------ Data to use ------

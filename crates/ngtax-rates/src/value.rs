//! # Override Values
//!
//! Raw override payloads arrive as JSON (from the admin API, the remote
//! authority, or an operator's file). [`OverrideValue::coerce`] turns a raw
//! value into the typed form demanded by the target [`FieldPath`], checking
//! type, sign and range. [`OverrideValue::apply_to`] then writes it into a
//! working copy of a [`RateTable`].
//!
//! Coercion never looks at the rest of the table. Structural checks
//! (band contiguity, threshold order) happen afterwards on the whole table.

use std::collections::BTreeSet;
use std::str::FromStr;

use ngtax_core::{Rate, UnknownFieldError, ValidationError};
use rust_decimal::prelude::ToPrimitive;
use rust_decimal::Decimal;
use serde::Serialize;
use serde_json::Value;

use crate::error::OverrideError;
use crate::path::{FieldKind, FieldPath};
use crate::table::{normalize_industry, CraCombination, PitBand, RateTable};

/// A type-checked override value.
#[derive(Debug, Clone, PartialEq, Eq, Serialize)]
#[serde(untagged)]
pub enum OverrideValue {
    /// A validated rate.
    Rate(Rate),
    /// A non-negative amount, at most [`MAX_AMOUNT`](ngtax_core::MAX_AMOUNT).
    Amount(Decimal),
    /// An amount as above, or open-ended.
    OptionalAmount(Option<Decimal>),
    /// A non-negative integer.
    Count(u32),
    /// A full PIT schedule.
    Bands(Vec<PitBand>),
    /// Normalized industry codes.
    IndustrySet(BTreeSet<String>),
    /// CRA combination rule.
    Combination(CraCombination),
}

impl OverrideValue {
    /// Check `raw` against the shape and range required by `path`.
    pub fn coerce(path: &FieldPath, raw: &Value) -> Result<Self, ValidationError> {
        let field = path.to_string();
        let kind = path.kind();
        match kind {
            FieldKind::Rate => {
                let value = decimal_from_json(&field, kind, raw)?;
                Rate::new(value)
                    .map(Self::Rate)
                    .map_err(|e| e.for_field(&field))
            }
            FieldKind::Amount => {
                let value = decimal_from_json(&field, kind, raw)?;
                ValidationError::ensure_amount(&field, value).map(Self::Amount)
            }
            FieldKind::OptionalAmount => {
                if raw.is_null() {
                    return Ok(Self::OptionalAmount(None));
                }
                let value = decimal_from_json(&field, kind, raw)?;
                ValidationError::ensure_amount(&field, value)
                    .map(|v| Self::OptionalAmount(Some(v)))
            }
            FieldKind::Count => count_from_json(&field, raw).map(Self::Count),
            FieldKind::Bands => bands_from_json(&field, raw).map(Self::Bands),
            FieldKind::IndustrySet => industries_from_json(&field, raw).map(Self::IndustrySet),
            FieldKind::Combination => {
                let text = raw.as_str().ok_or(ValidationError::WrongType {
                    field: field.clone(),
                    expected: kind.expected(),
                })?;
                match text {
                    "higherOf" => Ok(Self::Combination(CraCombination::HigherOf)),
                    "lowerOf" => Ok(Self::Combination(CraCombination::LowerOf)),
                    other => Err(ValidationError::Invalid {
                        field,
                        reason: format!("unknown combination rule \"{other}\""),
                    }),
                }
            }
        }
    }

    /// Write this value into `table` at `path`.
    ///
    /// Fails with [`UnknownFieldError`] when a band index is out of range for
    /// this particular table, and with a type error when the value was not
    /// produced for this kind of path.
    pub fn apply_to(&self, table: &mut RateTable, path: &FieldPath) -> Result<(), OverrideError> {
        if !path.resolves_in(table) {
            return Err(UnknownFieldError::new(path.to_string()).into());
        }
        let mismatch = || -> OverrideError {
            ValidationError::WrongType {
                field: path.to_string(),
                expected: path.kind().expected(),
            }
            .into()
        };

        match (path, self) {
            (FieldPath::PitBands, Self::Bands(bands)) => table.pit_bands = bands.clone(),
            (FieldPath::PitBandLowerBound(i), Self::Amount(v)) => {
                table.pit_bands[*i].lower_bound = *v
            }
            (FieldPath::PitBandUpperBound(i), Self::OptionalAmount(v)) => {
                table.pit_bands[*i].upper_bound = *v
            }
            (FieldPath::PitBandRate(i), Self::Rate(r)) => table.pit_bands[*i].rate = *r,
            (FieldPath::CraFixedAmount, Self::Amount(v)) => table.cra.fixed_amount = *v,
            (FieldPath::CraPercentageOfGross, Self::Rate(r)) => {
                table.cra.percentage_of_gross = *r
            }
            (FieldPath::CraAdditionalPercentage, Self::Rate(r)) => {
                table.cra.additional_percentage = *r
            }
            (FieldPath::CraCombination, Self::Combination(c)) => table.cra.combination = *c,
            (FieldPath::CitSmallCompanyThreshold, Self::Amount(v)) => {
                table.cit.small_company_threshold = *v
            }
            (FieldPath::CitMediumCompanyThreshold, Self::Amount(v)) => {
                table.cit.medium_company_threshold = *v
            }
            (FieldPath::CitSmallCompanyRate, Self::Rate(r)) => table.cit.small_company_rate = *r,
            (FieldPath::CitMediumCompanyRate, Self::Rate(r)) => {
                table.cit.medium_company_rate = *r
            }
            (FieldPath::CitLargeCompanyRate, Self::Rate(r)) => table.cit.large_company_rate = *r,
            (FieldPath::CitMinimumTaxRate, Self::Rate(r)) => table.cit.minimum_tax_rate = *r,
            (FieldPath::CitEducationTaxRate, Self::Rate(r)) => {
                table.cit.education_tax_rate = *r
            }
            (FieldPath::VatRate, Self::Rate(r)) => table.vat_rate = *r,
            (FieldPath::CgtRate, Self::Rate(r)) => table.cgt_rate = *r,
            (FieldPath::PoliceRate, Self::Rate(r)) => table.levies.police.rate = *r,
            (FieldPath::NaseniRate, Self::Rate(r)) => table.levies.naseni.rate = *r,
            (FieldPath::NaseniIndustries, Self::IndustrySet(set)) => {
                table.levies.naseni.industries = set.clone()
            }
            (FieldPath::NsitfRate, Self::Rate(r)) => table.levies.nsitf.rate = *r,
            (FieldPath::ItfRate, Self::Rate(r)) => table.levies.itf.rate = *r,
            (FieldPath::ItfMinEmployees, Self::Count(n)) => table.levies.itf.min_employees = *n,
            (FieldPath::ItfTurnoverThreshold, Self::Amount(v)) => {
                table.levies.itf.turnover_threshold = *v
            }
            _ => return Err(mismatch()),
        }
        Ok(())
    }

    /// JSON form, as reported in audit history.
    pub fn to_json(&self) -> Value {
        serde_json::to_value(self).unwrap_or(Value::Null)
    }
}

------

What you should do
Faithfully reproduce all of the records, character for character.

Output of the task
filename crates/ngtax-rates/src/value.rs
//! # Override Values
//!
//! Raw override payloads arrive as JSON (from the admin API, the remote
//! authority, or an operator's file). [`OverrideValue::coerce`] turns a raw
//! value into the typed form demanded by the target [`FieldPath`], checking
//! type, sign and range. [`OverrideValue::apply_to`] then writes it into a
//! working copy of a [`RateTable`].
//!
//! Coercion never looks at the rest of the table. Structural checks
//! (band contiguity, threshold order) happen afterwards on the whole table.

use std::collections::BTreeSet;
use std::str::FromStr;

use ngtax_core::{Rate, UnknownFieldError, ValidationError};
use rust_decimal::prelude::ToPrimitive;
use rust_decimal::Decimal;
use serde::Serialize;
use serde_json::Value;

use crate::error::OverrideError;
use crate::path::{FieldKind, FieldPath};
use crate::table::{normalize_industry, CraCombination, PitBand, RateTable};

/// A type-checked override value.
#[derive(Debug, Clone, PartialEq, Eq, Serialize)]
#[serde(untagged)]
pub enum OverrideValue {
    /// A validated rate.
    Rate(Rate),
    /// A non-negative amount, at most [`MAX_AMOUNT`](ngtax_core::MAX_AMOUNT).
    Amount(Decimal),
    /// An amount as above, or open-ended.
    OptionalAmount(Option<Decimal>),
    /// A non-negative integer.
    Count(u32),
    /// A full PIT schedule.
    Bands(Vec<PitBand>),
    /// Normalized industry codes.
    IndustrySet(BTreeSet<String>),
    /// CRA combination rule.
    Combination(CraCombination),
}

impl OverrideValue {
    /// Check `raw` against the shape and range required by `path`.
    pub fn coerce(path: &FieldPath, raw: &Value) -> Result<Self, ValidationError> {
        let field = path.to_string();
        let kind = path.kind();
        match kind {
            FieldKind::Rate => {
                let value = decimal_from_json(&field, kind, raw)?;
                Rate::new(value)
                    .map(Self::Rate)
                    .map_err(|e| e.for_field(&field))
            }
            FieldKind::Amount => {
                let value = decimal_from_json(&field, kind, raw)?;
                ValidationError::ensure_amount(&field, value).map(Self::Amount)
            }
            FieldKind::OptionalAmount => {
                if raw.is_null() {
                    return Ok(Self::OptionalAmount(None));
                }
                let value = decimal_from_json(&field, kind, raw)?;
                ValidationError::ensure_amount(&field, value)
                    .map(|v| Self::OptionalAmount(Some(v)))
            }
            FieldKind::Count => count_from_json(&field, raw).map(Self::Count),
            FieldKind::Bands => bands_from_json(&field, raw).map(Self::Bands),
            FieldKind::IndustrySet => industries_from_json(&field, raw).map(Self::IndustrySet),
            FieldKind::Combination => {
                let text = raw.as_str().ok_or(ValidationError::WrongType {
                    field: field.clone(),
                    expected: kind.expected(),
                })?;
                match text {
                    "higherOf" => Ok(Self::Combination(CraCombination::HigherOf)),
                    "lowerOf" => Ok(Self::Combination(CraCombination::LowerOf)),
                    other => Err(ValidationError::Invalid {
                        field,
                        reason: format!("unknown combination rule \"{other}\""),
                    }),
                }
            }
        }
    }

    /// Write this value into `table` at `path`.
    ///
    /// Fails with [`UnknownFieldError`] when a band index is out of range for
    /// this particular table, and with a type error when the value was not
    /// produced for this kind of path.
    pub fn apply_to(&self, table: &mut RateTable, path: &FieldPath) -> Result<(), OverrideError> {
        if !path.resolves_in(table) {
            return Err(UnknownFieldError::new(path.to_string()).into());
        }
        let mismatch = || -> OverrideError {
            ValidationError::WrongType {
                field: path.to_string(),
                expected: path.kind().expected(),
            }
            .into()
        };

        match (path, self) {
            (FieldPath::PitBands, Self::Bands(bands)) => table.pit_bands = bands.clone(),
            (FieldPath::PitBandLowerBound(i), Self::Amount(v)) => {
                table.pit_bands[*i].lower_bound = *v
            }
            (FieldPath::PitBandUpperBound(i), Self::OptionalAmount(v)) => {
                table.pit_bands[*i].upper_bound = *v
            }
            (FieldPath::PitBandRate(i), Self::Rate(r)) => table.pit_bands[*i].rate = *r,
            (FieldPath::CraFixedAmount, Self::Amount(v)) => table.cra.fixed_amount = *v,
            (FieldPath::CraPercentageOfGross, Self::Rate(r)) => {
                table.cra.percentage_of_gross = *r
            }
            (FieldPath::CraAdditionalPercentage, Self::Rate(r)) => {
                table.cra.additional_percentage = *r
            }
            (FieldPath::CraCombination, Self::Combination(c)) => table.cra.combination = *c,
            (FieldPath::CitSmallCompanyThreshold, Self::Amount(v)) => {
                table.cit.small_company_threshold = *v
            }
            (FieldPath::CitMediumCompanyThreshold, Self::Amount(v)) => {
                table.cit.medium_company_threshold = *v
            }
            (FieldPath::CitSmallCompanyRate, Self::Rate(r)) => table.cit.small_company_rate = *r,
            (FieldPath::CitMediumCompanyRate, Self::Rate(r)) => {
                table.cit.medium_company_rate = *r
            }
            (FieldPath::CitLargeCompanyRate, Self::Rate(r)) => table.cit.large_company_rate = *r,
            (FieldPath::CitMinimumTaxRate, Self::Rate(r)) => table.cit.minimum_tax_rate = *r,
            (FieldPath::CitEducationTaxRate, Self::Rate(r)) => {
                table.cit.education_tax_rate = *r
            }
            (FieldPath::VatRate, Self::Rate(r)) => table.vat_rate = *r,
            (FieldPath::CgtRate, Self::Rate(r)) => table.cgt_rate = *r,
            (FieldPath::PoliceRate, Self::Rate(r)) => table.levies.police.rate = *r,
            (FieldPath::NaseniRate, Self::Rate(r)) => table.levies.naseni.rate = *r,
            (FieldPath::NaseniIndustries, Self::IndustrySet(set)) => {
                table.levies.naseni.industries = set.clone()
            }
            (FieldPath::NsitfRate, Self::Rate(r)) => table.levies.nsitf.rate = *r,
            (FieldPath::ItfRate, Self::Rate(r)) => table.levies.itf.rate = *r,
            (FieldPath::ItfMinEmployees, Self::Count(n)) => table.levies.itf.min_employees = *n,
            (FieldPath::ItfTurnoverThreshold, Self::Amount(v)) => {
                table.levies.itf.turnover_threshold = *v
            }
            _ => return Err(mismatch()),
        }
        Ok(())
    }

    /// JSON form, as reported in audit history.
    pub fn to_json(&self) -> Value {
        serde_json::to_value(self).unwrap_or(Value::Null)
    }
}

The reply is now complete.